=== DATA FOR PROCESSING ===
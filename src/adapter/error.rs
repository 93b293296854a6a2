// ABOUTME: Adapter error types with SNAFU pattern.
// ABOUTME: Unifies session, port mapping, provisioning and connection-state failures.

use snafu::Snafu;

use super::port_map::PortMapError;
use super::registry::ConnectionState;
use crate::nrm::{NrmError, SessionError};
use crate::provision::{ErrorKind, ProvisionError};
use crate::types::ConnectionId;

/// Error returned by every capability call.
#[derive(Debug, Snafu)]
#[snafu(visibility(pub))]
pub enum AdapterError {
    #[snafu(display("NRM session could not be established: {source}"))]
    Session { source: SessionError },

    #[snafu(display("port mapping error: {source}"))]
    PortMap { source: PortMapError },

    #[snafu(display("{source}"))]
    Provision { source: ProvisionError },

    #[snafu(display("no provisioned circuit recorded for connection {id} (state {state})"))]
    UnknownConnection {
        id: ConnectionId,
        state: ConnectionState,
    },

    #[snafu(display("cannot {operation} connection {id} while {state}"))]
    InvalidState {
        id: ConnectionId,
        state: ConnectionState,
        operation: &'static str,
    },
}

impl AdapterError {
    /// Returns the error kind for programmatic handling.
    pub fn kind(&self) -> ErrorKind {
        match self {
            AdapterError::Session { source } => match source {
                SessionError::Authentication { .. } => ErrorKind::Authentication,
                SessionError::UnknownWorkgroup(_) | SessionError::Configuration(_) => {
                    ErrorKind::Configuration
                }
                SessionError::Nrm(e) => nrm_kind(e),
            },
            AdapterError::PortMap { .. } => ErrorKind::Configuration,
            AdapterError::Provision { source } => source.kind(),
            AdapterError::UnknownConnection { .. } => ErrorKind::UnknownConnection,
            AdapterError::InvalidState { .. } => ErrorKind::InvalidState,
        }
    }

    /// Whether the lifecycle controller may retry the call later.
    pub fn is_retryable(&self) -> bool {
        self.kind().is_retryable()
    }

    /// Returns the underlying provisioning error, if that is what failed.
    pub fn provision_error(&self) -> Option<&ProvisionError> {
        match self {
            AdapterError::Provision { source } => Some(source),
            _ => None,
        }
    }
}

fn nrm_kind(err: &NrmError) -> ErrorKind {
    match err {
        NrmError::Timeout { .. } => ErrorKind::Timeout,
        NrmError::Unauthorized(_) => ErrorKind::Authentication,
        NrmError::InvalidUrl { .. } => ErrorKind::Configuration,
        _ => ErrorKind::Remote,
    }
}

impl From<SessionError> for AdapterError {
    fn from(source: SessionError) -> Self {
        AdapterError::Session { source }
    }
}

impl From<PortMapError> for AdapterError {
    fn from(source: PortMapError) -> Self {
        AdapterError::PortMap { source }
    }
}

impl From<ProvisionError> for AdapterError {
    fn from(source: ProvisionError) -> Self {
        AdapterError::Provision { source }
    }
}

=== ACTIVITY ===
Go to the line with "is what failed." and set down that line and every line after it, through the end of the material above, word for word.

=== RESPONSE TO THIS EXERCISE ===
    /// Returns the underlying provisioning error, if that is what failed.
    pub fn provision_error(&self) -> Option<&ProvisionError> {
        match self {
            AdapterError::Provision { source } => Some(source),
            _ => None,
        }
    }
}

fn nrm_kind(err: &NrmError) -> ErrorKind {
    match err {
        NrmError::Timeout { .. } => ErrorKind::Timeout,
        NrmError::Unauthorized(_) => ErrorKind::Authentication,
        NrmError::InvalidUrl { .. } => ErrorKind::Configuration,
        _ => ErrorKind::Remote,
    }
}

impl From<SessionError> for AdapterError {
    fn from(source: SessionError) -> Self {
        AdapterError::Session { source }
    }
}

impl From<PortMapError> for AdapterError {
    fn from(source: PortMapError) -> Self {
        AdapterError::PortMap { source }
    }
}

impl From<ProvisionError> for AdapterError {
    fn from(source: ProvisionError) -> Self {
        AdapterError::Provision { source }
    }
}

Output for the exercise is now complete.